Astronomers use Type 1A supernovas to gauge distance because these type of supernovas are generally all the same brightness due to the way they happen (hence the moniker Standard Candle).. White dwarf sucks hydrogen from a binary, reaches a critical mass, and boom. The explosions of these supernova are generally all the same brightness so we can calculate the distance to them based on how dim they appear to be from our position.

My question: Do we have (for lack of a better term) a standard speedometer? Would it be reasonable to assume that the ejecta material from the Type 1A supernova would all travel at the same speed as well? Could we measure the rate of expansion of the ionized gas from a Type 1A supernova?
I was thinking that the density of the interstellar medium around such an explosion would have some affect on the speed of the ejecta material, but I'm not sure how much effect it would have.

Now the part you're going to think is silly and makes me a dumb dumb. I've been reading about dark energy, dark matter, and the general history of why we think these things exist. Been reading on this subject for over ten years.. It makes no sense to me that the universe is only ~5% visible matter and the rest is magical invisible stuff we can't see.. Applying the principles of Occam's Razor, the simplest explanation is usually the correct one.

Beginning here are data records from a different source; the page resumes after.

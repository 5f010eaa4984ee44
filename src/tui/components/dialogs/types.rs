//! Identifier types for the dialog system
//!
//! Dialog identifiers are opaque and generated once per overlay instance, so two
//! overlays of the same kind never collide in the stack.

use serde::{Deserialize, Serialize};
use uuid::Uuid;

/// Unique identifier for dialog instances
#[derive(Debug, Clone, PartialEq, Eq, Hash, Serialize, Deserialize)]
pub struct DialogId(String);

impl DialogId {
    /// Wrap an explicit identifier
    pub fn new(id: impl Into<String>) -> Self {
        Self(id.into())
    }

    /// Generate a fresh random identifier
    pub fn generate() -> Self {
        Self(format!("dialog-{}", Uuid::new_v4().simple()))
    }

    pub fn as_str(&self) -> &str {
        &self.0
    }
}

impl std::fmt::Display for DialogId {
    fn fmt(&self, f: &mut std::fmt::Formatter<'_>) -> std::fmt::Result {
        write!(f, "{}", self.0)
    }
}

/// Name of a mutual-exclusion domain: at most one member is open at a time
#[derive(Debug, Clone, PartialEq, Eq, Hash, Serialize, Deserialize)]
pub struct GroupName(String);

impl GroupName {
    /// Per-row action menus in tables and lists
    pub const ROW_ACTIONS: &'static str = "row-actions";

    pub fn new(name: impl Into<String>) -> Self {
        Self(name.into())
    }

    pub fn row_actions() -> Self {
        Self::new(Self::ROW_ACTIONS)
    }

    pub fn as_str(&self) -> &str {
        &self.0
    }
}

impl std::fmt::Display for GroupName {
    fn fmt(&self, f: &mut std::fmt::Formatter<'_>) -> std::fmt::Result {
        write!(f, "{}", self.0)
    }
}

#[cfg(test)]
mod tests {
    use super::*;

    #[test]
    fn test_generated_ids_are_unique() {
        let a = DialogId::generate();
        let b = DialogId::generate();
        assert_ne!(a, b);
        assert!(a.as_str().starts_with("dialog-"));
    }

    #[test]
    fn test_group_name_display() {
        assert_eq!(GroupName::row_actions().to_string(), "row-actions");
    }
}
pub mod jobs;

pub use jobs::JobsPage;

Could we have time dilation wrong? We're observing the universe from a gravity well (Earth), which is inside a gravity well (Our Sun), which itself is inside a gravity well (Milky Way Galaxy).. I think the technical term for what I'm describing is "constructive interference". Time slows down when you're in a gravity well.. which means to the observer in the gravity well, everything outside looks like it's moving faster than it really is. We measure the speed of these galaxies rotating, and we think they're too fast.. We measure the speed of other things in the cosmos, and they're all moving too fast... and we point to dark energy or dark matter as an explanation.. and all speed measurements are based on a time function, so if we have time dilation wrong and our clocks are slower than we think, then that would be a big problem.

When I started wondering about this, I figured that folks a lot smarter than I'll ever be would have already figured it out by looking at some standard speedometer here in our own galaxy and my thoughts were probably wrong. Imagine my surprise when I found out we haven't had any supernova in our galaxy for several hundred years.. long before any tech to measure anything. Which brought me to another point.. When I googled how often supernovas go off in an average galaxy, the number I got was at least 1+ per century.. and yet the last one in our galaxy was Kepler's in 1604. That's over 400 years. Once again, pointing to everything outside happening faster than at home. I understand that we might not see one going bang on the other side of the Milky Way, but there should have been five or six of them by now and it seems unreasonable to suggest they're all going off on the other side.

Comments? Anyone have any thoughts on this?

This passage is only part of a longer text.